** Opening DATA SHOWN block **

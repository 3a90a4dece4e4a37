//! Diagram storage operations and the share-token state machine.
//!
//! [`DiagramService`] performs no authorisation. Callers run
//! [`AccessGate`](super::AccessGate) first; see
//! [`GalleryService`](super::GalleryService) for the composed use cases.
//!
//! Mutations write the row before the blob, so an interrupted upload leaves a
//! diagram without an image rather than an unreferenced blob.

use std::sync::Arc;

use chrono::{DateTime, Duration, Utc};
use mockable::Clock;
use tracing::{info, warn};

use super::diagram::{
    Diagram, DiagramDraft, DiagramId, DiagramPatch, DiagramValidationError, SNAPSHOT_CONTENT_TYPE,
    ShareAction, ShareState, ShareStatus, ShareToken, SnapshotImage,
};
use super::error::Error;
use super::ports::{
    Blob, BlobStore, BlobStoreError, DiagramDetailsUpdate, DiagramPersistenceError,
    DiagramRepository,
};
use super::user::UserId;

/// Lifetime of the share link issued to guest diagrams.
pub const GUEST_SHARE_DAYS: i64 = 3;
/// Longest share lifetime an owner may request.
pub const SHARE_DAYS_MAX: u32 = 365;
/// Default page size for owner listings.
pub const LIST_LIMIT_DEFAULT: usize = 30;
/// Largest page size for owner listings.
pub const LIST_LIMIT_MAX: usize = 100;

const TOKEN_ATTEMPTS: usize = 5;

/// A diagram resolved through its share token.
#[derive(Debug, Clone, PartialEq, Eq)]
pub struct SharedDiagram {
    /// The diagram carrying the token.
    pub diagram: Diagram,
    /// Share activity at lookup time.
    pub status: ShareStatus,
}

/// Storage operations over diagrams and their snapshots.
#[derive(Clone)]
pub struct DiagramService {
    diagrams: Arc<dyn DiagramRepository>,
    blobs: Arc<dyn BlobStore>,
    clock: Arc<dyn Clock>,
}

fn map_persistence_error(error: DiagramPersistenceError) -> Error {
    match error {
        DiagramPersistenceError::Connection { message } => {
            Error::service_unavailable(format!("diagram repository unavailable: {message}"))
        }
        DiagramPersistenceError::Query { message } => {
            Error::internal(format!("diagram repository error: {message}"))
        }
        DiagramPersistenceError::ShareTokenConflict => {
            Error::internal("share token collided after repeated attempts")
        }
    }
}

fn map_blob_error(error: BlobStoreError) -> Error {
    match error {
        BlobStoreError::InvalidKey { key } => Error::internal(format!("invalid blob key: {key}")),
        BlobStoreError::Io { message } => {
            Error::service_unavailable(format!("blob store unavailable: {message}"))
        }
    }
}

fn not_found() -> Error {
    Error::not_found("diagram not found")
}

impl DiagramService {
    /// Create a service over the given collaborators.
    pub fn new(
        diagrams: Arc<dyn DiagramRepository>,
        blobs: Arc<dyn BlobStore>,
        clock: Arc<dyn Clock>,
    ) -> Self {
        Self {
            diagrams,
            blobs,
            clock,
        }
    }

    /// Current instant according to the injected clock.
    pub fn now(&self) -> DateTime<Utc> {
        self.clock.utc()
    }

    /// Persist a diagram owned by `owner`.
    pub async fn create_owned(
        &self,
        owner: &UserId,
        draft: DiagramDraft,
    ) -> Result<Diagram, Error> {
        let now = self.now();
        let diagram = Diagram {
            id: DiagramId::random(),
            owner_id: Some(owner.clone()),
            title: draft.title.as_ref().to_owned(),
            description: draft.description,
            mode: draft.mode,
            code: draft.code.as_ref().to_owned(),
            is_private: draft.is_private,
            image_ref: None,
            share: ShareState::default(),
            created_at: now,
            updated_at: now,
        };
        self.diagrams
            .insert(&diagram)
            .await
            .map_err(map_persistence_error)?;
        info!(diagram_id = %diagram.id, owner_id = %owner, "diagram created");
        Ok(diagram)
    }

    /// Persist an ownerless diagram with a fresh three-day share link.
    ///
    /// Guest diagrams are always private; the requested privacy is ignored.
    pub async fn create_guest(&self, draft: DiagramDraft) -> Result<Diagram, Error> {
        let now = self.now();
        let mut diagram = Diagram {
            id: DiagramId::random(),
            owner_id: None,
            title: draft.title.as_ref().to_owned(),
            description: draft.description,
            mode: draft.mode,
            code: draft.code.as_ref().to_owned(),
            is_private: true,
            image_ref: None,
            share: ShareState {
                enabled: true,
                token: None,
                expires_at: Some(now + Duration::days(GUEST_SHARE_DAYS)),
            },
            created_at: now,
            updated_at: now,
        };
        for _ in 0..TOKEN_ATTEMPTS {
            diagram.share.token = Some(ShareToken::generate());
            match self.diagrams.insert(&diagram).await {
                Ok(()) => {
                    info!(diagram_id = %diagram.id, "guest diagram created");
                    return Ok(diagram);
                }
                Err(DiagramPersistenceError::ShareTokenConflict) => {
                    warn!(diagram_id = %diagram.id, "share token collision; regenerating");
                }
                Err(error) => return Err(map_persistence_error(error)),
            }
        }
        Err(map_persistence_error(
            DiagramPersistenceError::share_token_conflict(),
        ))
    }

    /// Store a snapshot under the diagram's deterministic key and record it.
    ///
    /// Returns `false` when storage failed; the diagram itself is unaffected.
    /// Re-invocation overwrites the previous snapshot.
    pub async fn attach_image(&self, id: &DiagramId, image: SnapshotImage) -> bool {
        let key = SnapshotImage::key_for(id);
        let blob = Blob {
            bytes: image.into_bytes(),
            content_type: SNAPSHOT_CONTENT_TYPE.to_owned(),
        };
        if let Err(error) = self.blobs.put(&key, blob).await {
            warn!(diagram_id = %id, %error, "snapshot upload failed");
            return false;
        }
        match self.diagrams.set_image_ref(id, &key).await {
            Ok(true) => true,
            Ok(false) => {
                warn!(diagram_id = %id, "diagram vanished before snapshot was recorded");
                false
            }
            Err(error) => {
                warn!(diagram_id = %id, %error, "failed to record snapshot reference");
                false
            }
        }
    }

    /// Fetch a diagram by id.
    pub async fn get(&self, id: &DiagramId) -> Result<Diagram, Error> {
        self.diagrams
            .find_by_id(id)
            .await
            .map_err(map_persistence_error)?
            .ok_or_else(not_found)
    }

    /// Resolve a share token, reporting whether its share is still active.
    ///
    /// Inactive shares still resolve so callers can apply the degraded
    /// access rule.
    pub async fn get_by_share_token(&self, token: &ShareToken) -> Result<SharedDiagram, Error> {
        let diagram = self
            .diagrams
            .find_by_share_token(token)
            .await
            .map_err(map_persistence_error)?
            .ok_or_else(|| Error::not_found("share not found"))?;
        let status = if diagram.share.is_active(self.now()) {
            ShareStatus::Active
        } else {
            ShareStatus::Expired
        };
        Ok(SharedDiagram { diagram, status })
    }

    /// Diagrams owned by `owner`, newest first, clamped to [`LIST_LIMIT_MAX`].
    pub async fn list_owned(&self, owner: &UserId, limit: usize) -> Result<Vec<Diagram>, Error> {
        let limit = limit.clamp(1, LIST_LIMIT_MAX);
        self.diagrams
            .list_by_owner(owner, limit)
            .await
            .map_err(map_persistence_error)
    }

    /// Apply a title/description patch and re-stamp `updated_at`.
    pub async fn update(&self, diagram: &Diagram, patch: DiagramPatch) -> Result<Diagram, Error> {
        let update = DiagramDetailsUpdate {
            title: patch
                .title
                .map_or_else(|| diagram.title.clone(), |title| title.as_ref().to_owned()),
            description: patch
                .description
                .unwrap_or_else(|| diagram.description.clone()),
            updated_at: self.now(),
        };
        self.diagrams
            .update_details(&diagram.id, &update)
            .await
            .map_err(map_persistence_error)?
            .ok_or_else(not_found)
    }

    /// Remove the row, then best-effort remove its snapshot.
    ///
    /// Blob failures are logged and never reach the caller.
    pub async fn delete(&self, diagram: &Diagram) -> Result<(), Error> {
        let removed = self
            .diagrams
            .delete(&diagram.id)
            .await
            .map_err(map_persistence_error)?;
        if !removed {
            return Err(not_found());
        }
        info!(diagram_id = %diagram.id, "diagram deleted");
        let Some(key) = diagram.image_ref.as_deref() else {
            return Ok(());
        };
        if let Err(error) = self.blobs.delete(key).await {
            warn!(diagram_id = %diagram.id, %error, "snapshot cleanup failed; ignoring");
        }
        Ok(())
    }

    /// Apply a share transition.
    ///
    /// `expires_in_days`: `None` keeps the current expiry, `Some(0)` clears
    /// it, `Some(n)` sets it `n` days from now.
    pub async fn set_share(
        &self,
        diagram: &Diagram,
        action: ShareAction,
        expires_in_days: Option<u32>,
    ) -> Result<Diagram, Error> {
        let now = self.now();
        let mut share = diagram.share.clone();
        match expires_in_days {
            None => {}
            Some(0) => share.expires_at = None,
            Some(days) if days <= SHARE_DAYS_MAX => {
                share.expires_at = Some(now + Duration::days(i64::from(days)));
            }
            Some(_) => {
                return Err(DiagramValidationError::ShareLifetimeOutOfRange {
                    max: SHARE_DAYS_MAX,
                }
                .into());
            }
        }
        let needs_token = match action {
            ShareAction::Enable => {
                share.enabled = true;
                share.token.is_none()
            }
            ShareAction::Disable => {
                share.enabled = false;
                false
            }
            ShareAction::Rotate => true,
        };
        if !needs_token {
            return self.write_share(diagram, &share, now).await;
        }
        for _ in 0..TOKEN_ATTEMPTS {
            share.token = Some(ShareToken::generate());
            match self.diagrams.update_share(&diagram.id, &share, now).await {
                Ok(Some(updated)) => {
                    info!(diagram_id = %diagram.id, ?action, "share token issued");
                    return Ok(updated);
                }
                Ok(None) => return Err(not_found()),
                Err(DiagramPersistenceError::ShareTokenConflict) => {
                    warn!(diagram_id = %diagram.id, "share token collision; regenerating");
                }
                Err(error) => return Err(map_persistence_error(error)),
            }
        }
        Err(map_persistence_error(
            DiagramPersistenceError::share_token_conflict(),
        ))
    }

    async fn write_share(
        &self,
        diagram: &Diagram,
        share: &ShareState,
        now: DateTime<Utc>,
    ) -> Result<Diagram, Error> {
        self.diagrams
            .update_share(&diagram.id, share, now)
            .await
            .map_err(map_persistence_error)?
            .ok_or_else(not_found)
    }

    /// Load the snapshot blob, if one was recorded and still exists.
    pub async fn load_image(&self, diagram: &Diagram) -> Result<Option<Blob>, Error> {
        let Some(key) = diagram.image_ref.as_deref() else {
            return Ok(None);
        };
        self.blobs.get(key).await.map_err(map_blob_error)
    }
}

#[cfg(test)]
#[path = "diagram_service_tests.rs"]
mod tests;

** Closing DATA SHOWN block **

## WHAT TO PRODUCE
Each line above that includes "page" counts once; state the total and nothing more.

## REPLY
2